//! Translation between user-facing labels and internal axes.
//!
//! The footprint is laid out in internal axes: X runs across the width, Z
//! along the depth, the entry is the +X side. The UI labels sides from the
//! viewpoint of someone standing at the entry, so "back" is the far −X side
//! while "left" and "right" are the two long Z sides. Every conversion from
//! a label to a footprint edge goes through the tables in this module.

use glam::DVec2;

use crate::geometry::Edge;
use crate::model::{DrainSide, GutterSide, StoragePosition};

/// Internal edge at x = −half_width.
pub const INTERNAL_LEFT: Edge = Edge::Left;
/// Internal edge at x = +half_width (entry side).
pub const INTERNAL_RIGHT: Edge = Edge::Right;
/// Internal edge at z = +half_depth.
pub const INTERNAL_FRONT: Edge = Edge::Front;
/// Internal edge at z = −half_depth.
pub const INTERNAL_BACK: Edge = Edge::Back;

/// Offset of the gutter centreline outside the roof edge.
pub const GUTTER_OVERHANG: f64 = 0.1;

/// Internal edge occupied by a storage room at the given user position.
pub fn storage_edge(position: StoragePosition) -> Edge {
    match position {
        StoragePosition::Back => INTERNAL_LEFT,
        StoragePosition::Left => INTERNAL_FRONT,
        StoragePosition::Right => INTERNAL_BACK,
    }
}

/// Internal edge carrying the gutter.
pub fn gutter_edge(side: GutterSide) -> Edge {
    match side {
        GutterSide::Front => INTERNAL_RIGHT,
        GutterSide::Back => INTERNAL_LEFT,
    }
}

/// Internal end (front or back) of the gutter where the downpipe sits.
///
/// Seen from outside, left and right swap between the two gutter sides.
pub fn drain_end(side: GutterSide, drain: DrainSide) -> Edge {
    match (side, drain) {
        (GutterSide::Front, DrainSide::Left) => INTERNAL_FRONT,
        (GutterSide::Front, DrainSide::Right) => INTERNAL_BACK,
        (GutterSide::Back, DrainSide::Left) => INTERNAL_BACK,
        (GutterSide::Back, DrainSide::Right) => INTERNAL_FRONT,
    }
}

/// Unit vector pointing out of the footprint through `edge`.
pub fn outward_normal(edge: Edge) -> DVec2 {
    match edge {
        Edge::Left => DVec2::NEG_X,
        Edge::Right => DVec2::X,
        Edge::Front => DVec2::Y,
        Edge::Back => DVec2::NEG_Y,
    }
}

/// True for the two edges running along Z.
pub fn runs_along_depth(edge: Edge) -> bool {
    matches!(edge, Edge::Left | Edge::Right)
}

# [WHAT IS EXPECTED]
When the entries above are retyped, each line must stay exactly as it is.

# [THE ANSWER]
//! Translation between user-facing labels and internal axes.
//!
//! The footprint is laid out in internal axes: X runs across the width, Z
//! along the depth, the entry is the +X side. The UI labels sides from the
//! viewpoint of someone standing at the entry, so "back" is the far −X side
//! while "left" and "right" are the two long Z sides. Every conversion from
//! a label to a footprint edge goes through the tables in this module.

use glam::DVec2;

use crate::geometry::Edge;
use crate::model::{DrainSide, GutterSide, StoragePosition};

/// Internal edge at x = −half_width.
pub const INTERNAL_LEFT: Edge = Edge::Left;
/// Internal edge at x = +half_width (entry side).
pub const INTERNAL_RIGHT: Edge = Edge::Right;
/// Internal edge at z = +half_depth.
pub const INTERNAL_FRONT: Edge = Edge::Front;
/// Internal edge at z = −half_depth.
pub const INTERNAL_BACK: Edge = Edge::Back;

/// Offset of the gutter centreline outside the roof edge.
pub const GUTTER_OVERHANG: f64 = 0.1;

/// Internal edge occupied by a storage room at the given user position.
pub fn storage_edge(position: StoragePosition) -> Edge {
    match position {
        StoragePosition::Back => INTERNAL_LEFT,
        StoragePosition::Left => INTERNAL_FRONT,
        StoragePosition::Right => INTERNAL_BACK,
    }
}

/// Internal edge carrying the gutter.
pub fn gutter_edge(side: GutterSide) -> Edge {
    match side {
        GutterSide::Front => INTERNAL_RIGHT,
        GutterSide::Back => INTERNAL_LEFT,
    }
}

/// Internal end (front or back) of the gutter where the downpipe sits.
///
/// Seen from outside, left and right swap between the two gutter sides.
pub fn drain_end(side: GutterSide, drain: DrainSide) -> Edge {
    match (side, drain) {
        (GutterSide::Front, DrainSide::Left) => INTERNAL_FRONT,
        (GutterSide::Front, DrainSide::Right) => INTERNAL_BACK,
        (GutterSide::Back, DrainSide::Left) => INTERNAL_BACK,
        (GutterSide::Back, DrainSide::Right) => INTERNAL_FRONT,
    }
}

/// Unit vector pointing out of the footprint through `edge`.
pub fn outward_normal(edge: Edge) -> DVec2 {
    match edge {
        Edge::Left => DVec2::NEG_X,
        Edge::Right => DVec2::X,
        Edge::Front => DVec2::Y,
        Edge::Back => DVec2::NEG_Y,
    }
}

/// True for the two edges running along Z.
pub fn runs_along_depth(edge: Edge) -> bool {
    matches!(edge, Edge::Left | Edge::Right)
}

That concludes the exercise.